» **What is needed**
The output should be every line below that includes the word "DayRow".

» **Source material**

+ + + + +

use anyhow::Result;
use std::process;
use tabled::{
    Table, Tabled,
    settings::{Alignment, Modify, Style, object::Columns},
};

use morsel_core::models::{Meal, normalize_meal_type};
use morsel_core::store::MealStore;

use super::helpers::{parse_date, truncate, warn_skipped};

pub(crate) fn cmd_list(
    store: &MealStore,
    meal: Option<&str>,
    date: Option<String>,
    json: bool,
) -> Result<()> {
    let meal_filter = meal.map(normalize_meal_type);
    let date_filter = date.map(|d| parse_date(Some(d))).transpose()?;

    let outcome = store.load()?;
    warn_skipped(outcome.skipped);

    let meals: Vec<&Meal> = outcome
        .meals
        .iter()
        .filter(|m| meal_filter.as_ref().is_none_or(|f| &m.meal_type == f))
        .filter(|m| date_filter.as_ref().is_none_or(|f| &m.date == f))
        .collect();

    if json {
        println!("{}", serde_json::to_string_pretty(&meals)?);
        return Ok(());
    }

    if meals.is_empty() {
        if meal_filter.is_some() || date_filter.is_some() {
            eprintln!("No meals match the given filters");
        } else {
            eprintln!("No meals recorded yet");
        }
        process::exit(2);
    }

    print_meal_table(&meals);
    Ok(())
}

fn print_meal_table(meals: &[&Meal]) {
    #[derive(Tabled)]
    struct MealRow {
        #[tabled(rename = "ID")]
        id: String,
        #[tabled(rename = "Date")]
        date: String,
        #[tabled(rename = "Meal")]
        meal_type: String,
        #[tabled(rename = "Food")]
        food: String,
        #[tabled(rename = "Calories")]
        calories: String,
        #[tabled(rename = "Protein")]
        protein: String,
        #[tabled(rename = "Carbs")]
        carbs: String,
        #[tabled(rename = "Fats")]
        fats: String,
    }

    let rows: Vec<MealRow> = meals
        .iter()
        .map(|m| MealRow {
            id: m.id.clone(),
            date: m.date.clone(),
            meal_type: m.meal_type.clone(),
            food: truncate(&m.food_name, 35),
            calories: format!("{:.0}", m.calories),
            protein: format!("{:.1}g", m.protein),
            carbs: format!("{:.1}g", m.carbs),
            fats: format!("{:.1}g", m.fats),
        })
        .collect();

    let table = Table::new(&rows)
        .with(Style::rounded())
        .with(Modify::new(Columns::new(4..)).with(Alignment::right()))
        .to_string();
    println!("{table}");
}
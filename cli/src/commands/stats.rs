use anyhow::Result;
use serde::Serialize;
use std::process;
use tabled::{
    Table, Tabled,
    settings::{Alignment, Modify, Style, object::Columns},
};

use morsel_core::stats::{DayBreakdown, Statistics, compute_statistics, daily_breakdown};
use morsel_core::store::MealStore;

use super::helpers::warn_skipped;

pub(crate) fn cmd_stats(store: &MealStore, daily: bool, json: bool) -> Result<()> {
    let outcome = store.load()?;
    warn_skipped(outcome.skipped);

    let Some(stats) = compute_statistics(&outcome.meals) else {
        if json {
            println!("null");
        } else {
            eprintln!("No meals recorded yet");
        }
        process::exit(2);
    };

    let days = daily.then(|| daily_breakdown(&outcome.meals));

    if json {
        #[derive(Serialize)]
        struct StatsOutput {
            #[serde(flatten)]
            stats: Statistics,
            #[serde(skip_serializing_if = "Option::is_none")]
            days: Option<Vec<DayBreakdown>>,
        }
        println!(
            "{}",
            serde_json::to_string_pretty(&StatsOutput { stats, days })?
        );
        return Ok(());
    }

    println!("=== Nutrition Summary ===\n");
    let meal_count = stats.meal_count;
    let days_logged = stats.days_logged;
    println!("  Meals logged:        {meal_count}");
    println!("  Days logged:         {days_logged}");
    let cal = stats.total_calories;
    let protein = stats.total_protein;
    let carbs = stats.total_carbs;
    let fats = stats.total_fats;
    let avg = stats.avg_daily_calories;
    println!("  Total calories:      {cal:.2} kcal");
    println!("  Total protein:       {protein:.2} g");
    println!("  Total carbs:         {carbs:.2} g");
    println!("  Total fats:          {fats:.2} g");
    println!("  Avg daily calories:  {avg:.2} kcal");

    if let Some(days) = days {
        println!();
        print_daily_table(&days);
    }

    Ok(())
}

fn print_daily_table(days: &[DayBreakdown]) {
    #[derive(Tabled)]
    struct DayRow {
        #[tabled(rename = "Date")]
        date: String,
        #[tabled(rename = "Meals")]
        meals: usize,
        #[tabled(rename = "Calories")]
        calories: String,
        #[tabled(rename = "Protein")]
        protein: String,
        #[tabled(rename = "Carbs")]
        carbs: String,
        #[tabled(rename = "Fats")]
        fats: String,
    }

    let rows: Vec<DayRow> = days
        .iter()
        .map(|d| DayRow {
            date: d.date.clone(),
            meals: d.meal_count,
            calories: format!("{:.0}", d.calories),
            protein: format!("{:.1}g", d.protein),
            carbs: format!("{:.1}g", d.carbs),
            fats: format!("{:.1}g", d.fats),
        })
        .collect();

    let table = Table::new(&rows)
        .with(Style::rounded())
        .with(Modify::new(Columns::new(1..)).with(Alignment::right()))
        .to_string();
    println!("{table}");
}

+ + + + +

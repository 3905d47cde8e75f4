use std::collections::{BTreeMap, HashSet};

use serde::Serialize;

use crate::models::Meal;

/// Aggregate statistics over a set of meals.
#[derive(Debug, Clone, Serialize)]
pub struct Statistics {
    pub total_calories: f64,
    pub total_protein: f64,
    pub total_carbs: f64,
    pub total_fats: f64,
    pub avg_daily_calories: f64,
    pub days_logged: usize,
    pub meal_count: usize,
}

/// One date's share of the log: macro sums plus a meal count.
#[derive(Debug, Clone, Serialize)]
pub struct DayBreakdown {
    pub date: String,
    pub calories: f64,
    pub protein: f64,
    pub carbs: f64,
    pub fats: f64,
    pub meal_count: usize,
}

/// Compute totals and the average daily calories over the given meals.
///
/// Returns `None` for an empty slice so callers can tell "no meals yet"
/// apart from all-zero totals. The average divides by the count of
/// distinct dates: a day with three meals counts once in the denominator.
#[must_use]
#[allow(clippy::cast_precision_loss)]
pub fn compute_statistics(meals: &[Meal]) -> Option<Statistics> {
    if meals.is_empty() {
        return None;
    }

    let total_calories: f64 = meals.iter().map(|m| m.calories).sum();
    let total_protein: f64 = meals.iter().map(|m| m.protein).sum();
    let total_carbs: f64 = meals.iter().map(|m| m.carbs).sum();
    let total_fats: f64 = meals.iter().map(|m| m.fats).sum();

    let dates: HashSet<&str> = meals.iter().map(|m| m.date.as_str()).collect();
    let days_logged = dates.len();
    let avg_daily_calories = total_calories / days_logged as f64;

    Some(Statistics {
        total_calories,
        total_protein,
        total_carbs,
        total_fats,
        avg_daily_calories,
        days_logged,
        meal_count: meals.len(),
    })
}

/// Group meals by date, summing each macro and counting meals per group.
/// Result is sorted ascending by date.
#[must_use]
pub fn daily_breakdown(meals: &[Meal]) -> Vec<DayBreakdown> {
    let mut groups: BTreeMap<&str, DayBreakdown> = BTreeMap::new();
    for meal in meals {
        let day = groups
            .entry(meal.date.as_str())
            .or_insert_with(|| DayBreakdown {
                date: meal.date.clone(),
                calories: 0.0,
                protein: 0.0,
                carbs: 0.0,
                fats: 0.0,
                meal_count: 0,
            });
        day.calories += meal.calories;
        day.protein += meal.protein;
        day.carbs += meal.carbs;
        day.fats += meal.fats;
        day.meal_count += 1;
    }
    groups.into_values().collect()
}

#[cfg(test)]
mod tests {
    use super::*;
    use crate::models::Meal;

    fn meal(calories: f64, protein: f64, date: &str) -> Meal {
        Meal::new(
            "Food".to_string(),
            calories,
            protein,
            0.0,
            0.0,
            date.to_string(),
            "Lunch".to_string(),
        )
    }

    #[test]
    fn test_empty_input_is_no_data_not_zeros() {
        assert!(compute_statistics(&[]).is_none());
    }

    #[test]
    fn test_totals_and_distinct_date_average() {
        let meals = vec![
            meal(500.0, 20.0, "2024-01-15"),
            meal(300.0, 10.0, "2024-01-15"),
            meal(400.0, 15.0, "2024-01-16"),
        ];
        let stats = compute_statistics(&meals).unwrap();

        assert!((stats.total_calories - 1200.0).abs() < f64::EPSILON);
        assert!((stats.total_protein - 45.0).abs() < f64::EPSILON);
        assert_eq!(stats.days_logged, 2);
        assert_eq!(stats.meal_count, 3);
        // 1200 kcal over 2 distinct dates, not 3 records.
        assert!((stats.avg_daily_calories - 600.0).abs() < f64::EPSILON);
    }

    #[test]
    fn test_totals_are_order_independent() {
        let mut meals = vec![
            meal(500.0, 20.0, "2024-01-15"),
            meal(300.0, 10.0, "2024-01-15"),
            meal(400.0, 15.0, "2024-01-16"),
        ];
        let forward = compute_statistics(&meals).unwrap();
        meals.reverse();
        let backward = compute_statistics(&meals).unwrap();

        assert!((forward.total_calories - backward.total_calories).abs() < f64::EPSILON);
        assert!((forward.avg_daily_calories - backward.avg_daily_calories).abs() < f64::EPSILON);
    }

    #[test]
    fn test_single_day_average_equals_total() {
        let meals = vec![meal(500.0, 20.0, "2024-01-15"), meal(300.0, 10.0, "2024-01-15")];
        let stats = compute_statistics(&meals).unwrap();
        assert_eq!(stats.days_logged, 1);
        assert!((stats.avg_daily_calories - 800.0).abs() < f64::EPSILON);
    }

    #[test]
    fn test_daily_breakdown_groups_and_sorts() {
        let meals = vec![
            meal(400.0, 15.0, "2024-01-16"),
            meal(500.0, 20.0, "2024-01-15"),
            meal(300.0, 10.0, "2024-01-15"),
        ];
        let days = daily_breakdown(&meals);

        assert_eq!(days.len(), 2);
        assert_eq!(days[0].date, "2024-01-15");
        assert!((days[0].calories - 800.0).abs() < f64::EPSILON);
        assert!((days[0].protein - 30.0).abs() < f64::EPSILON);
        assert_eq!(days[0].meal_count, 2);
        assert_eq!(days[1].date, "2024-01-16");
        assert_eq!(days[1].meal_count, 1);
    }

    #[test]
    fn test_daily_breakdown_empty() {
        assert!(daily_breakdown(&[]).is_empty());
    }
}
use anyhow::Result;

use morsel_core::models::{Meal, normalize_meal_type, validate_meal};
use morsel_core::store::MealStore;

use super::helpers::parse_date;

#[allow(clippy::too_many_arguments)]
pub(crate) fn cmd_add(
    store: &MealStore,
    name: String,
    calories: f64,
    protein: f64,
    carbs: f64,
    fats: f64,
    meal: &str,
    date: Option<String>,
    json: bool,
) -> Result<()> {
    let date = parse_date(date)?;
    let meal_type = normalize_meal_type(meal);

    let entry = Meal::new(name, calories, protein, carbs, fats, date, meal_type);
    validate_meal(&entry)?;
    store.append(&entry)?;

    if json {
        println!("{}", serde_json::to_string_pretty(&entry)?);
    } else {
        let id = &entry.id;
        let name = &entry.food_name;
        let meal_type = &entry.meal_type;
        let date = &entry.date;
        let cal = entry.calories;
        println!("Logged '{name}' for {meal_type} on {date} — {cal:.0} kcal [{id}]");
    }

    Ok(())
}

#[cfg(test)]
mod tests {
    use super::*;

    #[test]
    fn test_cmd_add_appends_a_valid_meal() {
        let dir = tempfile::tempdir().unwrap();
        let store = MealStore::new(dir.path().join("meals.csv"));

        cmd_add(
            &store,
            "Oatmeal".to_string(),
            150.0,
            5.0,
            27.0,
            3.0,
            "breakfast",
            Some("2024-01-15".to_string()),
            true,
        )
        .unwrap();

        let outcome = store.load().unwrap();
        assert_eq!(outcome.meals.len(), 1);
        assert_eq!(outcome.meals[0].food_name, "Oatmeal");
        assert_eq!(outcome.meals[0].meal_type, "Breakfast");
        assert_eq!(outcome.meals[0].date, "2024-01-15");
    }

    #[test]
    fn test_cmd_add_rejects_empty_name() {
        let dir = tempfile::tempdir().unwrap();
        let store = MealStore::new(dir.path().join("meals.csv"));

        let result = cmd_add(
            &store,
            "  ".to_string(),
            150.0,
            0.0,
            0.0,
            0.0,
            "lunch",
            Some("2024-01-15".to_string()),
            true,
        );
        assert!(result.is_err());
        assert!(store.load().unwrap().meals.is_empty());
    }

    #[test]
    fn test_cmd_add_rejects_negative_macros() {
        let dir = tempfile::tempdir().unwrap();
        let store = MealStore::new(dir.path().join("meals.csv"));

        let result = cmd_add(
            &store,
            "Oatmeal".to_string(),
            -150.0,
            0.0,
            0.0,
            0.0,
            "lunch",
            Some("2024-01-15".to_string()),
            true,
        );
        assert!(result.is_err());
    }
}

+ + + + +

» **Solved problem**
    struct DayRow {
    let rows: Vec<DayRow> = days
        .map(|d| DayRow {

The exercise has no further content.